In the entries that follow, the line with "std::fs::write(&path, text)?;" opens the range and the line with "let only_s = render_header(&layout, &[1]);" closes it; repeat that range exactly, both lines included.

Entries provided Start Marker

use anyhow::Result;
use sdds::dataset::Dataset;
use sdds::error::ErrorKind;
use sdds::header::{read_header, render_header};
use sdds::io::{ByteOrder, SddsReader};
use sdds::layout::{DataEncoding, Layout};
use sdds::testing::{assert_error_kind, write_beam_file, TestDir};
use sdds::types::{SddsType, ValueVec};
use std::path::Path;

fn parse_file(path: &Path) -> sdds::Result<Layout> {
    let mut reader = SddsReader::open(path)?;
    read_header(&mut reader)
}

#[test]
fn included_definitions_join_the_layout() -> Result<()> {
    let dir = TestDir::new()?;
    std::fs::create_dir(dir.path().join("defs"))?;
    std::fs::write(
        dir.path().join("defs").join("orbit.inc"),
        "! shared definitions\n&column name=x, units=mm, type=double, &end\n",
    )?;
    let main = dir.file("main.sdds");
    std::fs::write(
        &main,
        "SDDS5\n&include filename=\"defs/orbit.inc\", &end\n\
         &column name=n, type=long, &end\n&data mode=ascii, &end\n2\n1.5 1\n2.5 2\n",
    )?;

    let mut input = Dataset::initialize_input(Some(&main))?;
    assert_eq!(input.get_column_names(), vec!["x", "n"]);
    assert_eq!(input.column_definition("x").and_then(|d| d.units.as_deref()), Some("mm"));
    input.read_page()?;
    assert_eq!(input.get_column("n")?, ValueVec::Int32(vec![1, 2]));
    Ok(())
}

#[test]
fn include_cycles_hit_the_depth_limit() -> Result<()> {
    let dir = TestDir::new()?;
    let looped = dir.file("loop.inc");
    std::fs::write(&looped, "&include filename=\"loop.inc\", &end\n")?;
    let main = dir.file("main.sdds");
    std::fs::write(&main, "SDDS5\n&include filename=\"loop.inc\", &end\n&data mode=ascii, &end\n")?;
    assert_error_kind(parse_file(&main), ErrorKind::Parse);

    let missing = dir.file("missing.sdds");
    std::fs::write(&missing, "SDDS5\n&include filename=\"nowhere.inc\", &end\n&data mode=ascii, &end\n")?;
    assert_error_kind(parse_file(&missing), ErrorKind::Io);
    Ok(())
}

#[test]
fn namelists_may_span_lines_and_share_them() -> Result<()> {
    let dir = TestDir::new()?;
    let path = dir.file("layout.sdds");
    std::fs::write(
        &path,
        "SDDS5\n! # big-endian\n&description text=\"orbit, corrected\", contents=\"bpm data\", &end\n\
         &parameter name=Step, type=short, &end &column name=x,\n   units=mm,\n   type=float,\n&end\n\
         &array name=M, type=double, dimensions=2, &end\n&data\n mode=binary,\n&end\n",
    )?;
    let layout = parse_file(&path)?;
    assert_eq!(layout.description.text.as_deref(), Some("orbit, corrected"));
    assert_eq!(layout.description.contents.as_deref(), Some("bpm data"));
    assert_eq!(layout.parameters.names(), vec!["Step"]);
    assert_eq!(layout.column_type(0), Some(SddsType::Float));
    assert_eq!(layout.arrays.names(), vec!["M"]);
    assert_eq!(layout.data_mode.encoding, DataEncoding::Binary);
    assert_eq!(layout.data_mode.byte_order, Some(ByteOrder::BigEndian));
    Ok(())
}

#[test]
fn malformed_headers_are_parse_errors() -> Result<()> {
    let dir = TestDir::new()?;
    let cases = [
        "SDDS5\n&table name=x, &end\n&data mode=ascii, &end\n",
        "SDDS5\n&column name=x, type=double, &end\n",
        "SDDS5\n&column name=x, type=complex, &end\n&data mode=ascii, &end\n",
        "SDDS5\n&column name=x, type=double, colour=red, &end\n&data mode=ascii, &end\n",
        "SDDS5\n&array name=A, type=double, dimensions=0, &end\n&data mode=binary, &end\n",
        "SDDS5\n&data mode=binary, no_row_counts=1, &end\n",
        "SDDS5\n&data mode=hex, &end\n",
        "",
    ];
    for (i, text) in cases.iter().enumerate() {
        let path = dir.file(&format!("bad{i}.sdds"));
        std::fs::write(&path, text)?;
        let result = parse_file(&path);
        assert!(result.is_err(), "case {i} parsed: {text:?}");
        if let Err(e) = result {
            assert_eq!(e.kind(), ErrorKind::Parse, "case {i}: {e}");
        }
    }

    let path = dir.file("dup.sdds");
    std::fs::write(
        &path,
        "SDDS5\n&column name=x, type=double, &end\n&column name=x, type=long, &end\n&data mode=ascii, &end\n",
    )?;
    assert_error_kind(parse_file(&path), ErrorKind::Schema);
    Ok(())
}

#[test]
fn rendered_headers_parse_back_to_the_same_layout() -> Result<()> {
    let dir = TestDir::new()?;
    let path = dir.file("beam.sdds");
    write_beam_file(&path, DataEncoding::Binary)?;
    let layout = parse_file(&path)?;

    let columns: Vec<usize> = (0..layout.columns.len()).collect();
    let text = render_header(&layout, &columns);
    assert!(text.starts_with("SDDS5\n! # "), "{text}");
    let copy = dir.file("rendered.sdds");
    std::fs::write(&copy, &text)?;
    assert_eq!(parse_file(&copy)?, layout);

    let only_s = render_header(&layout, &[1]);
    assert!(only_s.contains("name=s,"), "{only_s}");
    assert!(!only_s.contains("name=Turns,"), "{only_s}");
    Ok(())
}

#[test]
fn layout_json_round_trips() -> Result<()> {
    let dir = TestDir::new()?;
    let path = dir.file("beam.sdds");
    write_beam_file(&path, DataEncoding::Ascii)?;
    let input = Dataset::initialize_input(Some(&path))?;
    let json = input.layout_json()?;

    let value: serde_json::Value = serde_json::from_str(&json)?;
    assert_eq!(value["data_mode"]["encoding"], "ascii");
    assert_eq!(Layout::from_json(&json)?, *input.layout());
    assert_error_kind(Layout::from_json("{\"columns\": 3}"), ErrorKind::Parse);
    Ok(())
}
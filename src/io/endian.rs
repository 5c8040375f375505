//! Byte order handling for the binary encoding.
//!
//! Binary SDDS pages are written in the byte order declared in the header.
//! Codecs decide once per page whether the declared order differs from the
//! host; when it does every scalar goes through [`Swap::swap`], otherwise
//! bytes are used as they are.
//!
//! Long doubles are stored as 16 bytes: the 80-bit x87 extended value
//! (64-bit significand with explicit integer bit, 15-bit exponent, sign)
//! followed by six padding bytes, all in the declared byte order.

use serde::{Deserialize, Serialize};
use std::fmt;

/// Byte order declared for a binary dataset.
#[derive(Clone, Copy, Debug, PartialEq, Eq, Hash, Serialize, Deserialize)]
pub enum ByteOrder {
    #[serde(rename = "big")]
    BigEndian,
    #[serde(rename = "little")]
    LittleEndian,
}

impl ByteOrder {
    /// Byte order of the running machine.
    #[must_use]
    pub const fn native() -> Self {
        if cfg!(target_endian = "big") {
            ByteOrder::BigEndian
        } else {
            ByteOrder::LittleEndian
        }
    }

    /// The order that is not native.
    #[must_use]
    pub const fn foreign() -> Self {
        match Self::native() {
            ByteOrder::BigEndian => ByteOrder::LittleEndian,
            ByteOrder::LittleEndian => ByteOrder::BigEndian,
        }
    }

    /// True when values in this order must be swapped on this host.
    #[must_use]
    pub fn needs_swap(self) -> bool {
        self != Self::native()
    }

    /// Word used in the `!# <order>` header comment.
    #[must_use]
    pub fn header_word(self) -> &'static str {
        match self {
            ByteOrder::BigEndian => "big-endian",
            ByteOrder::LittleEndian => "little-endian",
        }
    }
}

impl fmt::Display for ByteOrder {
    fn fmt(&self, f: &mut fmt::Formatter<'_>) -> fmt::Result {
        f.write_str(self.header_word())
    }
}

/// Byte reversal for fixed-size scalars.
pub trait Swap: Sized {
    #[must_use]
    fn swap(self) -> Self;
}

macro_rules! swap_int {
    ($($t:ty),*) => {
        $(impl Swap for $t {
            fn swap(self) -> Self {
                self.swap_bytes()
            }
        })*
    };
}

swap_int!(i16, u16, i32, u32, i64, u64);

impl Swap for u8 {
    fn swap(self) -> Self {
        self
    }
}

impl Swap for f32 {
    fn swap(self) -> Self {
        f32::from_bits(self.to_bits().swap_bytes())
    }
}

impl Swap for f64 {
    fn swap(self) -> Self {
        f64::from_bits(self.to_bits().swap_bytes())
    }
}

impl Swap for [u8; 16] {
    fn swap(mut self) -> Self {
        self.reverse();
        self
    }
}

/// Scalars with a native-order byte representation of fixed width.
pub trait Scalar: Swap + Copy {
    const SIZE: usize;
    fn from_native(bytes: &[u8]) -> Self;
    fn write_native(self, out: &mut Vec<u8>);
}

macro_rules! scalar {
    ($($t:ty),*) => {
        $(impl Scalar for $t {
            const SIZE: usize = std::mem::size_of::<$t>();

            fn from_native(bytes: &[u8]) -> Self {
                let mut raw = [0u8; std::mem::size_of::<$t>()];
                raw.copy_from_slice(&bytes[..Self::SIZE]);
                <$t>::from_ne_bytes(raw)
            }

            fn write_native(self, out: &mut Vec<u8>) {
                out.extend_from_slice(&self.to_ne_bytes());
            }
        })*
    };
}

scalar!(u8, i16, u16, i32, u32, i64, u64, f32, f64);

/// Decode one scalar from the front of `bytes`, swapping when asked.
#[inline]
pub fn decode<T: Scalar>(bytes: &[u8], swap: bool) -> T {
    let v = T::from_native(bytes);
    if swap { v.swap() } else { v }
}

/// Append one scalar in native order, or swapped.
#[inline]
pub fn encode<T: Scalar>(value: T, swap: bool, out: &mut Vec<u8>) {
    let v = if swap { value.swap() } else { value };
    v.write_native(out);
}

const X87_BIAS: i32 = 16383;

/// Convert an `f64` to x87 extended precision, little-endian, padded to 16 bytes.
#[must_use]
pub fn f64_to_x87_le(value: f64) -> [u8; 16] {
    let bits = value.to_bits();
    let sign = ((bits >> 63) as u16) << 15;
    let exp = ((bits >> 52) & 0x7ff) as i32;
    let frac = bits & ((1u64 << 52) - 1);

    let (exp80, mantissa): (u16, u64) = if exp == 0 && frac == 0 {
        (0, 0)
    } else if exp == 0x7ff {
        (0x7fff, (1u64 << 63) | (frac << 11))
    } else if exp == 0 {
        let shift = frac.leading_zeros();
        let mantissa = frac << shift;
        let unbiased = 63 - 1074 - shift as i32;
        ((unbiased + X87_BIAS) as u16, mantissa)
    } else {
        ((exp - 1023 + X87_BIAS) as u16, (1u64 << 63) | (frac << 11))
    };

    let mut out = [0u8; 16];
    out[..8].copy_from_slice(&mantissa.to_le_bytes());
    out[8..10].copy_from_slice(&(sign | exp80).to_le_bytes());
    out
}

/// Convert 16 little-endian bytes holding an x87 extended value to `f64`.
#[must_use]
pub fn x87_le_to_f64(bytes: &[u8; 16]) -> f64 {
    let mut m = [0u8; 8];
    m.copy_from_slice(&bytes[..8]);
    let mantissa = u64::from_le_bytes(m);
    let se = u16::from_le_bytes([bytes[8], bytes[9]]);
    let negative = se & 0x8000 != 0;
    let exp80 = i32::from(se & 0x7fff);

    let magnitude = if exp80 == 0x7fff {
        if mantissa << 1 == 0 {
            f64::INFINITY
        } else {
            f64::NAN
        }
    } else if mantissa == 0 {
        0.0
    } else {
        let unbiased = if exp80 == 0 { 1 - X87_BIAS } else { exp80 - X87_BIAS };
        let lz = mantissa.leading_zeros() as i32;
        let normalized = mantissa << lz;
        let top = (normalized >> 11) as f64;
        scale_by_power_of_two(top, unbiased - lz - 52)
    };
    if negative { -magnitude } else { magnitude }
}

fn scale_by_power_of_two(mut x: f64, mut e: i32) -> f64 {
    while e > 1000 {
        x *= 2f64.powi(1000);
        e -= 1000;
        if x.is_infinite() {
            return x;
        }
    }
    while e < -1000 {
        x *= 2f64.powi(-1000);
        e += 1000;
        if x == 0.0 {
            return x;
        }
    }
    x * 2f64.powi(e)
}

/// Long double bytes in the requested order.
#[must_use]
pub fn encode_long_double(value: f64, order: ByteOrder) -> [u8; 16] {
    let le = f64_to_x87_le(value);
    match order {
        ByteOrder::LittleEndian => le,
        ByteOrder::BigEndian => le.swap(),
    }
}

/// Long double from bytes in the given order.
#[must_use]
pub fn decode_long_double(bytes: &[u8], order: ByteOrder) -> f64 {
    let mut raw = [0u8; 16];
    raw.copy_from_slice(&bytes[..16]);
    if order == ByteOrder::BigEndian {
        raw = raw.swap();
    }
    x87_le_to_f64(&raw)
}

#[cfg(test)]
mod tests {
    use super::*;

    #[test]
    fn x87_round_trips_f64() {
        for v in [
            0.0,
            -0.0,
            1.0,
            -2.5,
            std::f64::consts::PI,
            1e300,
            -1e-300,
            f64::MIN_POSITIVE,
            5e-324,
            f64::MAX,
            f64::INFINITY,
            f64::NEG_INFINITY,
        ] {
            let back = x87_le_to_f64(&f64_to_x87_le(v));
            assert_eq!(back.to_bits(), v.to_bits(), "{v}");
        }
        assert!(x87_le_to_f64(&f64_to_x87_le(f64::NAN)).is_nan());
    }

    #[test]
    fn x87_layout_of_one() {
        let bytes = f64_to_x87_le(1.0);
        assert_eq!(&bytes[..8], &0x8000_0000_0000_0000u64.to_le_bytes());
        assert_eq!(&bytes[8..10], &[0xff, 0x3f]);
        assert_eq!(&bytes[10..], &[0u8; 6]);
        assert_eq!(decode_long_double(&encode_long_double(1.0, ByteOrder::BigEndian), ByteOrder::BigEndian), 1.0);
    }

    #[test]
    fn swap_is_an_involution() {
        let mut out = Vec::new();
        encode(0x0102_0304i32, true, &mut out);
        assert_eq!(decode::<i32>(&out, true), 0x0102_0304);
        assert_eq!(decode::<i32>(&out, false), 0x0403_0201);
        assert_eq!(1.5f64.swap().swap(), 1.5);
    }
}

Entries provided End Marker

Task result:
        std::fs::write(&path, text)?;
        let result = parse_file(&path);
        assert!(result.is_err(), "case {i} parsed: {text:?}");
        if let Err(e) = result {
            assert_eq!(e.kind(), ErrorKind::Parse, "case {i}: {e}");
        }
    }

    let path = dir.file("dup.sdds");
    std::fs::write(
        &path,
        "SDDS5\n&column name=x, type=double, &end\n&column name=x, type=long, &end\n&data mode=ascii, &end\n",
    )?;
    assert_error_kind(parse_file(&path), ErrorKind::Schema);
    Ok(())
}

#[test]
fn rendered_headers_parse_back_to_the_same_layout() -> Result<()> {
    let dir = TestDir::new()?;
    let path = dir.file("beam.sdds");
    write_beam_file(&path, DataEncoding::Binary)?;
    let layout = parse_file(&path)?;

    let columns: Vec<usize> = (0..layout.columns.len()).collect();
    let text = render_header(&layout, &columns);
    assert!(text.starts_with("SDDS5\n! # "), "{text}");
    let copy = dir.file("rendered.sdds");
    std::fs::write(&copy, &text)?;
    assert_eq!(parse_file(&copy)?, layout);

    let only_s = render_header(&layout, &[1]);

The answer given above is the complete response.